Assigned task: Give back, word for word, the lines in the listing below from the one holding "let envelope = match" down to the one holding "Some(MessageType::PairChallenge) => match", both ends included.

────

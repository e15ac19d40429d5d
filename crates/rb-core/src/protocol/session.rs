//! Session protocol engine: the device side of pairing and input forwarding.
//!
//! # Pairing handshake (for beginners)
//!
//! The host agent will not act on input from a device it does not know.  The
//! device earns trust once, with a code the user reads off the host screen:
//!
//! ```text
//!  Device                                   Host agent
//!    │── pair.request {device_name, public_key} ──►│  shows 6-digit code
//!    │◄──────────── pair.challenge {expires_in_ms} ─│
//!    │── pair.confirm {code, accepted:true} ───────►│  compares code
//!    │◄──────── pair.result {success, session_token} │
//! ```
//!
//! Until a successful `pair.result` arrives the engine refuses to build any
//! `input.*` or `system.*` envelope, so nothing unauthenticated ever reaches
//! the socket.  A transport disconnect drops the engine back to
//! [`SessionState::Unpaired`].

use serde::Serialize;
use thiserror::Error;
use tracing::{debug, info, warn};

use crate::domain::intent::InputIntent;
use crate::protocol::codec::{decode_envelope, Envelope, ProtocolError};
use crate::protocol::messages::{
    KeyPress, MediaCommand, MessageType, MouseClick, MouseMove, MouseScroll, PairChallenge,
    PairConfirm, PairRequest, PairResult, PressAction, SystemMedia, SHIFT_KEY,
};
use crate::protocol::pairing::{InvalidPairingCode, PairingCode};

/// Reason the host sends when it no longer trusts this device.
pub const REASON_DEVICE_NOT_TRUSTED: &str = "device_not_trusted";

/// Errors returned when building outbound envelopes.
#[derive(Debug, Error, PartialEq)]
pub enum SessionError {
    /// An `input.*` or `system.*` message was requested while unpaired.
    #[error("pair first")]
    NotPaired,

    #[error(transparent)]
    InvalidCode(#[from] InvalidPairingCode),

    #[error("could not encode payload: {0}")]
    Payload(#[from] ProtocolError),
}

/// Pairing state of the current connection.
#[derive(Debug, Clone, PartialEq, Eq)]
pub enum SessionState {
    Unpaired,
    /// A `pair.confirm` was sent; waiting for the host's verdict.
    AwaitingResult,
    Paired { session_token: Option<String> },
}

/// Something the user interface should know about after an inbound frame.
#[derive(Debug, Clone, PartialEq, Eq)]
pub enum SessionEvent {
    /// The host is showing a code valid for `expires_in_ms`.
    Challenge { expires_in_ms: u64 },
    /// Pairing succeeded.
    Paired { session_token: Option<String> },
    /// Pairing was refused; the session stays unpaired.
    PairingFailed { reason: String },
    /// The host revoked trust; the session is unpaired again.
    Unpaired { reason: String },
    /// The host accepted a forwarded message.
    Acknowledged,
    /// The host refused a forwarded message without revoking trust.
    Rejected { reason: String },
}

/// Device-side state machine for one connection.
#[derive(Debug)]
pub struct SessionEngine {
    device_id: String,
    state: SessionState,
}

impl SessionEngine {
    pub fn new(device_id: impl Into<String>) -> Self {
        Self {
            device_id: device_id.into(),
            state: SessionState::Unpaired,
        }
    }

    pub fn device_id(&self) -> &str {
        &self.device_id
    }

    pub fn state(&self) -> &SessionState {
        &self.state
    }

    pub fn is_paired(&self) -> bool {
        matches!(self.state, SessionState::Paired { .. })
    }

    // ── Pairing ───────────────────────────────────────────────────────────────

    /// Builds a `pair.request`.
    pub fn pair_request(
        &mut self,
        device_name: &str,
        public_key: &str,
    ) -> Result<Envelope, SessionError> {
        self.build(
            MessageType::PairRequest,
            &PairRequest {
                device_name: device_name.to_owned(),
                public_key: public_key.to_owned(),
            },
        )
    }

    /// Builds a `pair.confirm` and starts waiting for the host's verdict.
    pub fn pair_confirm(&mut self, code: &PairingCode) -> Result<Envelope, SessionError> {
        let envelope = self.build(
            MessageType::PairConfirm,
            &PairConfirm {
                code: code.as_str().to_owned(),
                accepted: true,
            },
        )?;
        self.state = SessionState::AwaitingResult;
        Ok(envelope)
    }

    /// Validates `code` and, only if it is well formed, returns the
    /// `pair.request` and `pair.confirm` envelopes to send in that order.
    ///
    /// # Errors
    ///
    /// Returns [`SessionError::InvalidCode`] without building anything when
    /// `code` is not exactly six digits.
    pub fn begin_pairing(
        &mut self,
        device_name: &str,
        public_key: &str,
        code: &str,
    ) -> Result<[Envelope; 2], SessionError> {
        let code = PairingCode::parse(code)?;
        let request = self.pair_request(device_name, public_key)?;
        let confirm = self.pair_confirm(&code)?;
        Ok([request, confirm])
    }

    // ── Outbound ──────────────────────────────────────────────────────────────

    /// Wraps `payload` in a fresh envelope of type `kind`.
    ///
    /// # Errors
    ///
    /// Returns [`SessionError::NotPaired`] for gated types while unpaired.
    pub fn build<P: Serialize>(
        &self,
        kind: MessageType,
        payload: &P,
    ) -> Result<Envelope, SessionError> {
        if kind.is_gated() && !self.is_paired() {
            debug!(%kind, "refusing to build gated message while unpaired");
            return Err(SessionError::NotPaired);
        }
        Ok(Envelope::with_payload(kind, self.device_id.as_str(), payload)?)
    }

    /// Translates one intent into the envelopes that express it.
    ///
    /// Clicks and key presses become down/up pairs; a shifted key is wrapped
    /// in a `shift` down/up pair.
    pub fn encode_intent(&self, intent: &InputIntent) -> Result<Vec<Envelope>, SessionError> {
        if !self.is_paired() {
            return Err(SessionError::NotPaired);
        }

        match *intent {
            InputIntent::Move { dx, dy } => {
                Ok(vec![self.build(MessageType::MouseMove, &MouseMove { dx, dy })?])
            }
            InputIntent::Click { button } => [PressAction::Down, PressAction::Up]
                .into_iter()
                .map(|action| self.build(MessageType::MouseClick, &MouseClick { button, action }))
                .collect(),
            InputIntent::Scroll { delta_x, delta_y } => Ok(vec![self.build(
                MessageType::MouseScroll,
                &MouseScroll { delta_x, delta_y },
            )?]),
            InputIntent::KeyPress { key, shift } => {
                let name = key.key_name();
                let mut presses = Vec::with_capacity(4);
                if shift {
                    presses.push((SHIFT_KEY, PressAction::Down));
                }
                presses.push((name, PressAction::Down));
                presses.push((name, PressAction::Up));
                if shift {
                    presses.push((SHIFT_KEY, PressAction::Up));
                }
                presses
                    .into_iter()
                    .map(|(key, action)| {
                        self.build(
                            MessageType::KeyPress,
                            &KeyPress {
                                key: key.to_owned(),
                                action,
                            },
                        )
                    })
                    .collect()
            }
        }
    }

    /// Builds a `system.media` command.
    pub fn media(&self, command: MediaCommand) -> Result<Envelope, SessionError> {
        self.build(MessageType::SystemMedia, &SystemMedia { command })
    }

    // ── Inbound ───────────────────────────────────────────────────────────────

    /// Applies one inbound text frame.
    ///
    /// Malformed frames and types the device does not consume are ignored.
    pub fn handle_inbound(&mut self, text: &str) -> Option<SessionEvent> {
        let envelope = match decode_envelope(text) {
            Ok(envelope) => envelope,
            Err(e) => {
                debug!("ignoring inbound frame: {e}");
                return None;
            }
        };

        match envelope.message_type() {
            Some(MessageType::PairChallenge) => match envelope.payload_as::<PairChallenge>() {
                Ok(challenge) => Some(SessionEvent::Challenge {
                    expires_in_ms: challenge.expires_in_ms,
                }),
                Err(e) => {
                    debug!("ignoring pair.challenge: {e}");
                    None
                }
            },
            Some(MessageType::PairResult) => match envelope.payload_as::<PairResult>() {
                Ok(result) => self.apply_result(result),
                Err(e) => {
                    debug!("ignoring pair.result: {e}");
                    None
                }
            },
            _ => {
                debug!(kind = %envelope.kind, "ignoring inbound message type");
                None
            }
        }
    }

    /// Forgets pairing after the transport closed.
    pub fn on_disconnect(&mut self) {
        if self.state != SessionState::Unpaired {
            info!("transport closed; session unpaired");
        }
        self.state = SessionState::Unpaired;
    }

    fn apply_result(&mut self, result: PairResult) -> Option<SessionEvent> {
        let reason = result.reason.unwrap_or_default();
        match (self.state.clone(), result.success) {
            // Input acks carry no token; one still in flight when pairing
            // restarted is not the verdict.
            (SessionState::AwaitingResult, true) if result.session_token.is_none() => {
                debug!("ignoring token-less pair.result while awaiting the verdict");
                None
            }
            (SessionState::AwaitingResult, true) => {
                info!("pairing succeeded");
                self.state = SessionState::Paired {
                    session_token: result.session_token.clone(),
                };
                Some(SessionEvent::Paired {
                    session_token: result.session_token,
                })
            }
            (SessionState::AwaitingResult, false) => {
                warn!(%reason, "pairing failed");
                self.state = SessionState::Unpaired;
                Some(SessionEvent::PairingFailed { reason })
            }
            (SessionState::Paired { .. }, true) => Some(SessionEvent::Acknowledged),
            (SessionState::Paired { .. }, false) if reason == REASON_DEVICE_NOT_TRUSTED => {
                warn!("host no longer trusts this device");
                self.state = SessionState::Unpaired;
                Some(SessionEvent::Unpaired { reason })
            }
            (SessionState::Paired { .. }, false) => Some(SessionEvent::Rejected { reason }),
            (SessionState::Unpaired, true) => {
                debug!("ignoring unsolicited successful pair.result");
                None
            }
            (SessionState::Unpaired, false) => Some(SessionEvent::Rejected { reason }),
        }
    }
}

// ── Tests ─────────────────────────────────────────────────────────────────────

────

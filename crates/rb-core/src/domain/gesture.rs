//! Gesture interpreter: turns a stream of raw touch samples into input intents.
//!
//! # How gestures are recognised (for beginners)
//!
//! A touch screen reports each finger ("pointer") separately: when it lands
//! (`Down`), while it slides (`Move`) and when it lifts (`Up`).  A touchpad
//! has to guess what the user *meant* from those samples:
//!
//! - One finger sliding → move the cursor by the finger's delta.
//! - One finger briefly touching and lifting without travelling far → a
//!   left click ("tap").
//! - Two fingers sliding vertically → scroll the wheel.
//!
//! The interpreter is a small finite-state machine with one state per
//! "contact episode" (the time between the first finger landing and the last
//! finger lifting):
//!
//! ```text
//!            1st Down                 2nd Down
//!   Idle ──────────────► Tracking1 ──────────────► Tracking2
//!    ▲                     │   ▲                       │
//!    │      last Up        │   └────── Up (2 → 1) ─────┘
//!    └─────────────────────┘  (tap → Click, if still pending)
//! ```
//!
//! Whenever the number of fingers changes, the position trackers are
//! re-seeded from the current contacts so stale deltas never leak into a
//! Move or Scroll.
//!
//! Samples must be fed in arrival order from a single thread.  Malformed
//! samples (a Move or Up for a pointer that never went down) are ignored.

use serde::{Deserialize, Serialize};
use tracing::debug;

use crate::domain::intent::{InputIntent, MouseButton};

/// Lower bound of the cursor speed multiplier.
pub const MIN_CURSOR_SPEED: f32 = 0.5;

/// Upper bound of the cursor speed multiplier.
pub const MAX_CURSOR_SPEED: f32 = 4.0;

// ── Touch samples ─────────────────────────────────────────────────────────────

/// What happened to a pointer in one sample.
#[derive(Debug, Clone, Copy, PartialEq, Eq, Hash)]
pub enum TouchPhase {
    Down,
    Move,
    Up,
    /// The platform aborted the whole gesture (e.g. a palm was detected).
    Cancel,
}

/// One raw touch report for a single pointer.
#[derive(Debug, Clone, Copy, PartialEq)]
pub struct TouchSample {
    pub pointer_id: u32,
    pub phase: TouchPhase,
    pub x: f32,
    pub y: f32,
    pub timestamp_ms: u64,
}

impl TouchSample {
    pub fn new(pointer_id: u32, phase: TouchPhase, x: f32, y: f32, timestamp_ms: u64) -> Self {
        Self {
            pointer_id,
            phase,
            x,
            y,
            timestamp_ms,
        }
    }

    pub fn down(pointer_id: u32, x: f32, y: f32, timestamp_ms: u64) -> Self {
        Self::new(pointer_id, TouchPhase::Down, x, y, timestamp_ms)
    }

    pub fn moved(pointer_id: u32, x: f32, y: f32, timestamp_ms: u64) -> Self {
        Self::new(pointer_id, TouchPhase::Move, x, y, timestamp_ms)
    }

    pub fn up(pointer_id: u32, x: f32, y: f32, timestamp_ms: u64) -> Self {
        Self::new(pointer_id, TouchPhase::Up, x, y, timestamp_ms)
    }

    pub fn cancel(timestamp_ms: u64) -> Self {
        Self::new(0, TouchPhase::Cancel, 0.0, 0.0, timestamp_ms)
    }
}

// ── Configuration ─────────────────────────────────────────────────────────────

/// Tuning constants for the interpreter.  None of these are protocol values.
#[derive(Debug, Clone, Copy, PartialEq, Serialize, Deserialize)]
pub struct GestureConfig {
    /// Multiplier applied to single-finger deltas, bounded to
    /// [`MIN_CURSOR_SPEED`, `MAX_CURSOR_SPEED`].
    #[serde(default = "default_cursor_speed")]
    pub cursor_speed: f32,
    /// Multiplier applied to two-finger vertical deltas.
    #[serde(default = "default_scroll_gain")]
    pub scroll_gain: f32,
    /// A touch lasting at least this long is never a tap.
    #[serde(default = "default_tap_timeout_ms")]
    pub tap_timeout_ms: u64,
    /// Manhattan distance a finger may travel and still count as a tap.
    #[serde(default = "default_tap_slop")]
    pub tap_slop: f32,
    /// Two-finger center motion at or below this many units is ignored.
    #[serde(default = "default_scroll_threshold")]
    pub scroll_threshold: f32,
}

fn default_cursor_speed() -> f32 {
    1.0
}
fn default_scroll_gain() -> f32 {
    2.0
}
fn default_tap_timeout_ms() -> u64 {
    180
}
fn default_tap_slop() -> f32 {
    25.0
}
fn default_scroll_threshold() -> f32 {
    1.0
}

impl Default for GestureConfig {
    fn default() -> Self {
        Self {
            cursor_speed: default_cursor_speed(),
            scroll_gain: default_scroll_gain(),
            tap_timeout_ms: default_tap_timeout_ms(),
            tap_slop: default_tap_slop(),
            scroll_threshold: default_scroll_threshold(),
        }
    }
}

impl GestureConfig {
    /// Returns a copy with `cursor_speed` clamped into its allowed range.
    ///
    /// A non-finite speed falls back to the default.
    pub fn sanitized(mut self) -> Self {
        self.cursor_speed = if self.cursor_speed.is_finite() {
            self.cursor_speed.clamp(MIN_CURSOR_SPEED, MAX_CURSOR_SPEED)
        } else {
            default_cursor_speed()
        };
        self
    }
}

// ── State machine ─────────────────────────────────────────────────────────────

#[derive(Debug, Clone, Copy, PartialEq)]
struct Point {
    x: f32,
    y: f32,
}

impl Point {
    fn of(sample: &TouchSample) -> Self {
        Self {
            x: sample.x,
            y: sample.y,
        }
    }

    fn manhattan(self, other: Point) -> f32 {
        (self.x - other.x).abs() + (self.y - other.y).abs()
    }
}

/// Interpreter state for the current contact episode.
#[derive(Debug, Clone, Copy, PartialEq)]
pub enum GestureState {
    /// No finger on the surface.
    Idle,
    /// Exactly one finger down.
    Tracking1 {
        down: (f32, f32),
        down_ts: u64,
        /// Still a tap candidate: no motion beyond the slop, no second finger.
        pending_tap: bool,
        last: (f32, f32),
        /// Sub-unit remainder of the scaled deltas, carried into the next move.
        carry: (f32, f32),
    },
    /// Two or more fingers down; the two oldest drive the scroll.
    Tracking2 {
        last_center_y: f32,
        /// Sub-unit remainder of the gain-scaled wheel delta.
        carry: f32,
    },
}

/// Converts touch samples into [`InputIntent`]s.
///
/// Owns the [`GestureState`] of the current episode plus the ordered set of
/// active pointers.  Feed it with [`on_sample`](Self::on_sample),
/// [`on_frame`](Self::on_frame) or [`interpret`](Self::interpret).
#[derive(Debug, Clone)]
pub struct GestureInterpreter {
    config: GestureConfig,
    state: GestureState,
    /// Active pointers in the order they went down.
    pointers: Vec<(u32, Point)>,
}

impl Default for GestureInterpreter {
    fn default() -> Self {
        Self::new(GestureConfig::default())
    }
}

────

Result of this task:
        let envelope = match decode_envelope(text) {
            Ok(envelope) => envelope,
            Err(e) => {
                debug!("ignoring inbound frame: {e}");
                return None;
            }
        };

        match envelope.message_type() {
            Some(MessageType::PairChallenge) => match envelope.payload_as::<PairChallenge>() {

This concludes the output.